The base station controller (a central computer that specializes in making phone connections) and the intelligence of the cell phone keeps track of and allows the phone to switch from one mast to the next during conversation. As the user moves towards a mast it picks the strongest signal and releases the mast from which the signal has become weaker; that channel on that mast becomes available to another user.

===Geolocation===

Cellular geolocation is less precise than by GNSS (e.g. GPS), but it is available to devices that do not have GPS receivers and where the GNSS is not available. The precision of this system varies and is highest where advanced forward link methods are possible and is lowest where only a single cell site can be reached, in which case the location is only known to be within the coverage of that site.
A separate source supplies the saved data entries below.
// src/main.rs
// =============================================================================
// This is the entry point of our CLI application.
//
// What happens here:
// 1. Parse command-line arguments using clap
// 2. Set up logging (tracing, to stderr)
// 3. Load settings and build the NoteExplorer
// 4. Dispatch to the appropriate subcommand handler
// 5. Exit with proper code (0 = success, 1 = note/fetch failed, 2 = error)
//
// Everything that talks to GitHub lives in `github` and `notes`; this file
// only prints what they return.
// =============================================================================

mod cache; // src/cache.rs - shared memoization cache
mod cli; // src/cli.rs - command-line parsing
mod config; // src/config.rs - settings file + overrides
mod github; // src/github/ - content API access
mod notes; // src/notes/ - note tree and note rendering

#[cfg(test)]
mod testing;

use anyhow::{Context, Result};
use clap::Parser;
use cli::{Cli, Commands};
use config::Settings;
use github::{Content, GithubClient};
use notes::{NoteExplorer, TreeNode};
use std::sync::Arc;
use tokio::io::{AsyncBufReadExt, BufReader};
use tracing::warn;
use tracing_subscriber::{layer::SubscriberExt, util::SubscriberInitExt, EnvFilter};

#[tokio::main]
async fn main() {
    let exit_code = match run().await {
        Ok(code) => code,
        Err(e) => {
            // {:#} prints the whole context chain on one line
            eprintln!("Error: {:#}", e);
            2
        }
    };

    std::process::exit(exit_code);
}

async fn run() -> Result<i32> {
    let cli = Cli::parse();
    init_logging(cli.verbose);

    let settings = Settings::load(cli.config.as_deref(), cli.overrides())?;
    let client = GithubClient::new(&settings)?;
    let explorer = NoteExplorer::new(Arc::new(client), settings.rules());

    match cli.command {
        Commands::Tree { json, .. } => handle_tree(&explorer, &settings.root, json).await,
        Commands::Note { path, outline } => handle_note(&explorer, &path, outline).await,
        Commands::Fetch { path, json } => handle_fetch(&explorer, &path, json).await,
        Commands::Browse { .. } => handle_browse(&explorer, &settings.root).await,
    }
}

// Logs go to stderr so stdout stays clean for note text and JSON.
// RUST_LOG wins; otherwise -v means debug for this crate, and the default
// is warn so fetch errors are always visible.
fn init_logging(verbose: bool) {
    let directives = log_directives(std::env::var(EnvFilter::DEFAULT_ENV).ok(), verbose);
    let filter = EnvFilter::try_new(&directives).unwrap_or_else(|_| EnvFilter::new("warn"));

    tracing_subscriber::registry()
        .with(filter)
        .with(tracing_subscriber::fmt::layer().with_writer(std::io::stderr))
        .init();
}

fn log_directives(rust_log: Option<String>, verbose: bool) -> String {
    match rust_log.filter(|directives| !directives.trim().is_empty()) {
        Some(directives) => directives,
        None if verbose => "repo_notes=debug,warn".to_string(),
        None => "warn".to_string(),
    }
}

// Handles the 'tree' subcommand
async fn handle_tree(explorer: &NoteExplorer, root: &str, json: bool) -> Result<i32> {
    let tree = explorer.build_tree(root).await;

    if json {
        println!("{}", serde_json::to_string_pretty(&tree)?);
        return Ok(0);
    }

    if tree.is_empty() {
        println!("⚠️  No notes found under '{}'", display_root(root));
        return Ok(0);
    }

    print_tree(&tree, false);
    print_tree_summary(&tree);
    Ok(0)
}

// Handles the 'note' subcommand
async fn handle_note(explorer: &NoteExplorer, path: &str, outline: bool) -> Result<i32> {
    match explorer.render_note(path).await {
        Ok(text) => {
            println!("{}", text);
            if outline {
                print_outline(&text);
            }
            Ok(0)
        }
        Err(e) => {
            warn!(path, kind = ?e.kind(), "note not rendered");
            eprintln!("{}", e);
            Ok(1)
        }
    }
}

// Handles the 'fetch' subcommand
async fn handle_fetch(explorer: &NoteExplorer, path: &str, json: bool) -> Result<i32> {
    let content = match explorer.fetch(path).await {
        Ok(content) => content,
        Err(e) => {
            if json {
                let output = serde_json::json!({ "error": e.kind(), "message": e.to_string() });
                println!("{}", serde_json::to_string_pretty(&output)?);
            } else {
                eprintln!("{}", e);
            }
            return Ok(1);
        }
    };

    if json {
        println!("{}", serde_json::to_string_pretty(&content)?);
        return Ok(0);
    }

    match content {
        Content::File { text, .. } => println!("{}", text),
        Content::Directory { entries } => {
            println!("{:<6} {:<40} {}", "TYPE", "NAME", "PATH");
            println!("{}", "=".repeat(80));
            for entry in &entries {
                println!("{:<6} {:<40} {}", entry.item_type.as_str(), entry.name, entry.path);
            }
            println!();
            println!("📋 Total: {}", entries.len());
        }
    }
    Ok(0)
}

// Handles the 'browse' subcommand
//
// Reads one command per line from stdin until :quit or end of input.
async fn handle_browse(explorer: &NoteExplorer, root: &str) -> Result<i32> {
    let mut tree = explorer.build_tree(root).await;
    print_numbered_tree(&tree, root);

    let mut lines = BufReader::new(tokio::io::stdin()).lines();
    loop {
        println!();
        println!("Enter a note number or path (:tree, :clear, :stats, :quit)");

        let Some(line) = lines.next_line().await.context("Failed to read from stdin")? else {
            break;
        };

        match line.trim() {
            "" => continue,
            ":quit" | ":q" => break,
            ":tree" => print_numbered_tree(&tree, root),
            ":clear" => {
                let removed = explorer.clear_cache();
                println!("🧹 Cleared {} cached result(s), reloading tree...", removed);
                tree = explorer.build_tree(root).await;
                print_numbered_tree(&tree, root);
            }
            ":stats" => {
                let stats = explorer.cache_stats();
                println!(
                    "📊 Cache: {} entries, {} hits, {} misses",
                    stats.entries, stats.hits, stats.misses
                );
            }
            selection => match resolve_selection(&tree, selection) {
                Ok(path) => {
                    println!("{}", "-".repeat(80));
                    println!("{}", explorer.render_note_text(&path).await);
                    println!("{}", "-".repeat(80));
                }
                Err(message) => println!("⚠️  {}", message),
            },
        }
    }

    Ok(0)
}

// Turns user input into a note path: a 1-based number from the numbered
// tree, or a path that names a note in the tree
fn resolve_selection(tree: &[TreeNode], input: &str) -> std::result::Result<String, String> {
    if let Ok(number) = input.parse::<usize>() {
        return number
            .checked_sub(1)
            .and_then(|index| notes::notes(tree).nth(index))
            .map(|node| node.id().to_string())
            .ok_or_else(|| format!("No note number {}", number));
    }

    match notes::find(tree, input) {
        Some(node) if node.is_note() => Ok(node.id().to_string()),
        Some(_) => Err(format!("'{}' is a folder, pick a note inside it", input)),
        None => Err(format!("'{}' is not in the tree", input)),
    }
}

fn display_root(root: &str) -> &str {
    if root.is_empty() {
        "/"
    } else {
        root
    }
}

fn print_numbered_tree(tree: &[TreeNode], root: &str) {
    println!("📚 Notes in {}", display_root(root));
    print_tree(tree, true);
    print_tree_summary(tree);
}

fn print_tree(tree: &[TreeNode], numbered: bool) {
    let mut next = 0;
    let mut lines = Vec::new();
    tree_lines(tree, 0, numbered.then_some(&mut next), &mut lines);
    for line in lines {
        println!("{}", line);
    }
}

// Renders the tree as an indented outline, one line per node
//
// With a counter, notes are numbered in depth-first order, which is the
// same order notes::notes() yields them in.
fn tree_lines(
    nodes: &[TreeNode],
    depth: usize,
    mut counter: Option<&mut usize>,
    lines: &mut Vec<String>,
) {
    let indent = "  ".repeat(depth);
    for node in nodes {
        if !node.is_note() {
            lines.push(format!("{}📁 {}/", indent, node.name()));
            tree_lines(node.children(), depth + 1, counter.as_deref_mut(), lines);
            continue;
        }

        match counter.as_deref_mut() {
            Some(n) => {
                *n += 1;
                lines.push(format!("{}📄 [{}] {}", indent, n, node.name()));
            }
            None => lines.push(format!("{}📄 {}", indent, node.name())),
        }
    }
}

fn print_tree_summary(tree: &[TreeNode]) {
    let count = notes::count(tree);
    println!();
    println!("📊 Summary:");
    println!("   📁 Folders: {}", count.folders);
    println!("   📄 Notes: {}", count.notes);
}

fn print_outline(text: &str) {
    let headings = notes::outline(text);
    let links = notes::note_links(text);

    println!();
    println!("{}", "=".repeat(80));
    println!("🧭 Outline ({} heading(s))", headings.len());
    for heading in &headings {
        println!("{}- {}", "  ".repeat(heading.level.saturating_sub(1)), heading.text);
    }

    println!("🔗 Links ({})", links.len());
    for link in &links {
        let marker = if link.external { "🌐" } else { "📄" };
        println!("   {} {}", marker, link.target);
    }
}

#[cfg(test)]
mod tests {
    use super::*;

    fn sample_tree() -> Vec<TreeNode> {
        vec![
            TreeNode::folder("daily", "daily", vec![TreeNode::note("daily/1.md", "1.md")]),
            TreeNode::note("todo.md", "todo.md"),
        ]
    }

    #[test]
    fn test_resolve_by_number() {
        let tree = sample_tree();
        assert_eq!(resolve_selection(&tree, "1"), Ok("daily/1.md".to_string()));
        assert_eq!(resolve_selection(&tree, "2"), Ok("todo.md".to_string()));
        assert!(resolve_selection(&tree, "0").is_err());
        assert!(resolve_selection(&tree, "3").is_err());
    }

    #[test]
    fn test_tree_lines_numbers_notes_depth_first() {
        let mut lines = Vec::new();
        let mut counter = 0;
        tree_lines(&sample_tree(), 0, Some(&mut counter), &mut lines);

        assert_eq!(lines, vec!["📁 daily/", "  📄 [1] 1.md", "📄 [2] todo.md"]);
        assert_eq!(counter, 2);
    }

    #[test]
    fn test_tree_lines_without_numbers() {
        let mut lines = Vec::new();
        tree_lines(&sample_tree(), 0, None, &mut lines);

        assert_eq!(lines, vec!["📁 daily/", "  📄 1.md", "📄 todo.md"]);
    }

    #[test]
    fn test_rust_log_wins_over_verbose() {
        assert_eq!(log_directives(Some("info".to_string()), true), "info");
        assert_eq!(log_directives(Some("trace".to_string()), false), "trace");
    }

    #[test]
    fn test_log_defaults_without_rust_log() {
        assert_eq!(log_directives(None, true), "repo_notes=debug,warn");
        assert_eq!(log_directives(None, false), "warn");
        assert_eq!(log_directives(Some("  ".to_string()), false), "warn");
    }

    #[test]
    fn test_resolve_by_path() {
        let tree = sample_tree();
        assert_eq!(resolve_selection(&tree, "todo.md"), Ok("todo.md".to_string()));
        assert!(resolve_selection(&tree, "daily").unwrap_err().contains("is a folder"));
        assert!(resolve_selection(&tree, "missing.md").is_err());
    }
}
An advanced forward link is where a device is within range of at least three cell sites and where the carrier has implemented timing system use.

Another method is using angle of arrival (AoA) and it occurs when the device is in range of at least two cell sites, produces intermediate precision. Assisted GPS uses both satellite and cell phone signals.

In the United States, for emergency calling service using location data (locally called "Enhanced 911"), it was required that at least 95% of cellular phones in use on 31 December 2005 support such service. Many carriers missed this deadline and were fined by the Federal Communications Commission.

=== Radio power and health ===

According to the U.S. Federal Communications Commission: "Measurement data obtained from various sources have consistently indicated that 'worst-case' ground-level power densities near typical cellular towers are on the order of 1 μW/cm^{2} (or 10 mW/m^{2}) or less (usually significantly less)."

Cell phones, cell towers, wi-fi, smart meters, digital enhanced cordless telecommunications phones, cordless phones, baby monitors, and other wireless devices all emit non-ionizing radio frequencies, which the World Health Organization (WHO) has classified as a "potential" carcinogen, According to the U.S. National Cancer Institute, "No mechanism by which ELF-EMFs or radiofrequency radiation could cause cancer has been identified."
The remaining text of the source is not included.